▶ SUPPLIED RECORDS:
----------------------------------------
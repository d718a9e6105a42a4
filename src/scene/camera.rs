use glam::DVec3;

use crate::foundation::core::Canvas;

#[derive(Clone, Copy, Debug, PartialEq)]
pub struct Ray {
    pub origin: DVec3,
    pub direction: DVec3,
}

impl Ray {
    pub fn at(&self, t: f64) -> DVec3 {
        self.origin + self.direction * t
    }
}

/// Pinhole camera with one precomputed primary ray per output pixel.
#[derive(Clone, Debug)]
pub struct Camera {
    pub origin: DVec3,
    pub forward: DVec3,
    pub right: DVec3,
    pub up: DVec3,
    /// Horizontal half-extent of the image plane at unit distance.
    pub w: f64,
    /// Vertical half-extent of the image plane at unit distance.
    pub h: f64,
    canvas: Canvas,
    rays: Vec<Ray>,
}

impl Camera {
    /// `fov` is in degrees; the half-height of the image plane is `tan(fov)`.
    pub fn look_at(origin: DVec3, target: DVec3, up: DVec3, fov: f64, canvas: Canvas) -> Self {
        let forward = (target - origin).normalize();
        let right = forward.cross(up).normalize();
        let up = right.cross(forward);
        let h = fov.to_radians().tan();
        let w = h * canvas.aspect_ratio();

        let mut camera = Self {
            origin,
            forward,
            right,
            up,
            w,
            h,
            canvas,
            rays: Vec::new(),
        };
        let rays = (0..canvas.height)
            .flat_map(|y| (0..canvas.width).map(move |x| (x, y)))
            .map(|(x, y)| camera.make_ray(x, y))
            .collect();
        camera.rays = rays;
        camera
    }

    fn make_ray(&self, x: u32, y: u32) -> Ray {
        let width = f64::from(self.canvas.width);
        let height = f64::from(self.canvas.height);
        let ndc_x = 2.0 * f64::from(x) / width - 1.0;
        let ndc_y = 2.0 * (height - f64::from(y)) / height - 1.0;
        let direction =
            (self.forward + self.right * self.w * ndc_x + self.up * self.h * ndc_y).normalize();
        Ray {
            origin: self.origin,
            direction,
        }
    }

    pub fn canvas(&self) -> Canvas {
        self.canvas
    }

    /// Primary ray through pixel `(x, y)`, `y` counted from the top row.
    pub fn ray(&self, x: u32, y: u32) -> Ray {
        self.rays[y as usize * self.canvas.width as usize + x as usize]
    }

    /// All rays of row `y`, left to right.
    pub fn row(&self, y: u32) -> &[Ray] {
        let w = self.canvas.width as usize;
        let start = y as usize * w;
        &self.rays[start..start + w]
    }
}

#[cfg(test)]
#[path = "../../tests/unit/scene/camera.rs"]
mod tests;
//! Dependency context.
//!
//! The context tracks which observer is currently running. This enables
//! automatic dependency discovery: when a signal or computed is read, the
//! current observer is registered as a dependent and the version it saw is
//! recorded.
//!
//! # Implementation
//!
//! A thread-local stack holds the currently executing observer. Entering a
//! run (an effect execution or a computed recompute) pushes a frame; the
//! frame is popped when the returned guard drops, so the stack stays
//! balanced even if the run panics.
//!
//! Nesting works naturally: a computed recomputing in the middle of an
//! effect run pushes its own frame, and reads made during the recompute are
//! attributed to the computed, not the effect.
//!
//! An [`untracked`] scope pushes an empty frame, so reads inside it are
//! attributed to no one.

use std::cell::RefCell;
use std::sync::{Arc, Weak};

use super::observer::{Observer, ObserverId};

thread_local! {
    static OBSERVER_STACK: RefCell<Vec<Frame>> = const { RefCell::new(Vec::new()) };
}

/// One entry in the observer stack. `None` marks an untracked scope.
struct Frame {
    observer: Option<(ObserverId, Weak<dyn Observer>)>,
}

/// Guard that pops its frame when dropped.
pub(crate) struct ObserverScope {
    entered: Option<ObserverId>,
}

impl ObserverScope {
    /// Enter a run for the given observer. Reads performed until the guard
    /// drops are recorded against it.
    pub fn enter(id: ObserverId, observer: Weak<dyn Observer>) -> Self {
        OBSERVER_STACK.with(|stack| {
            stack.borrow_mut().push(Frame {
                observer: Some((id, observer)),
            });
        });
        Self { entered: Some(id) }
    }

    /// Enter a scope in which reads are not tracked.
    fn enter_untracked() -> Self {
        OBSERVER_STACK.with(|stack| {
            stack.borrow_mut().push(Frame { observer: None });
        });
        Self { entered: None }
    }
}

impl Drop for ObserverScope {
    fn drop(&mut self) {
        OBSERVER_STACK.with(|stack| {
            let popped = stack.borrow_mut().pop();

            // Catch mismatched push/pop pairs early in debug builds.
            if let Some(frame) = popped {
                debug_assert_eq!(
                    frame.observer.as_ref().map(|(id, _)| *id),
                    self.entered,
                    "observer context mismatch on exit"
                );
            }
        });
    }
}

/// The observer currently running on this thread, if any and still alive.
pub(crate) fn current_observer() -> Option<Arc<dyn Observer>> {
    OBSERVER_STACK.with(|stack| {
        stack
            .borrow()
            .last()
            .and_then(|frame| frame.observer.as_ref())
            .and_then(|(_, weak)| weak.upgrade())
    })
}

/// Run `f` without tracking dependencies.
///
/// Reads performed inside `f` do not subscribe the surrounding effect or
/// computed, so later changes to those values will not re-run it.
pub fn untracked<R>(f: impl FnOnce() -> R) -> R {
    let _scope = ObserverScope::enter_untracked();
    f()
}

#[cfg(test)]
mod tests {
    use super::*;
    use crate::reactive::observer::{DependencyId, Source};
    use parking_lot::Mutex;

    struct NamedObserver {
        id: ObserverId,
    }

    impl NamedObserver {
        fn new() -> Arc<Self> {
            Arc::new(Self {
                id: ObserverId::new(),
            })
        }
    }

    impl Observer for NamedObserver {
        fn observer_id(&self) -> ObserverId {
            self.id
        }

        fn is_active(&self) -> bool {
            true
        }

        fn record_source(&self, _source: &Arc<dyn Source>) {}

        fn is_stale_for(&self, _dep: DependencyId, _version: u64) -> bool {
            true
        }

        fn notify(self: Arc<Self>) {}
    }

    fn enter(observer: &Arc<NamedObserver>) -> ObserverScope {
        let weak: Weak<dyn Observer> = Arc::<NamedObserver>::downgrade(observer);
        ObserverScope::enter(observer.id, weak)
    }

    #[test]
    fn context_tracks_current_observer() {
        let observer = NamedObserver::new();

        assert!(current_observer().is_none());
        {
            let _scope = enter(&observer);
            let current = current_observer().expect("observer should be current");
            assert_eq!(current.observer_id(), observer.id);
        }
        assert!(current_observer().is_none());
    }

    #[test]
    fn nested_scopes_restore_outer_observer() {
        let outer = NamedObserver::new();
        let inner = NamedObserver::new();

        let _outer_scope = enter(&outer);
        assert_eq!(current_observer().unwrap().observer_id(), outer.id);

        {
            let _inner_scope = enter(&inner);
            assert_eq!(current_observer().unwrap().observer_id(), inner.id);
        }

        assert_eq!(current_observer().unwrap().observer_id(), outer.id);
    }

    #[test]
    fn untracked_scope_hides_the_observer() {
        let observer = NamedObserver::new();
        let _scope = enter(&observer);

        let seen = Mutex::new(None);
        untracked(|| {
            *seen.lock() = Some(current_observer().is_none());
        });

        assert_eq!(*seen.lock(), Some(true));
        // Outer scope is visible again.
        assert!(current_observer().is_some());
    }

    #[test]
    fn dead_observer_is_not_current() {
        let observer = NamedObserver::new();
        let weak: Weak<dyn Observer> = Arc::<NamedObserver>::downgrade(&observer);
        let _scope = ObserverScope::enter(observer.id, weak);

        drop(observer);
        assert!(current_observer().is_none());
    }
}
----------------------------------------
▶ WORK ITEM: Exactly how many lines in the data above hold "Mutex"? State that number only.

▶ OUTPUT FOR THIS TASK: 2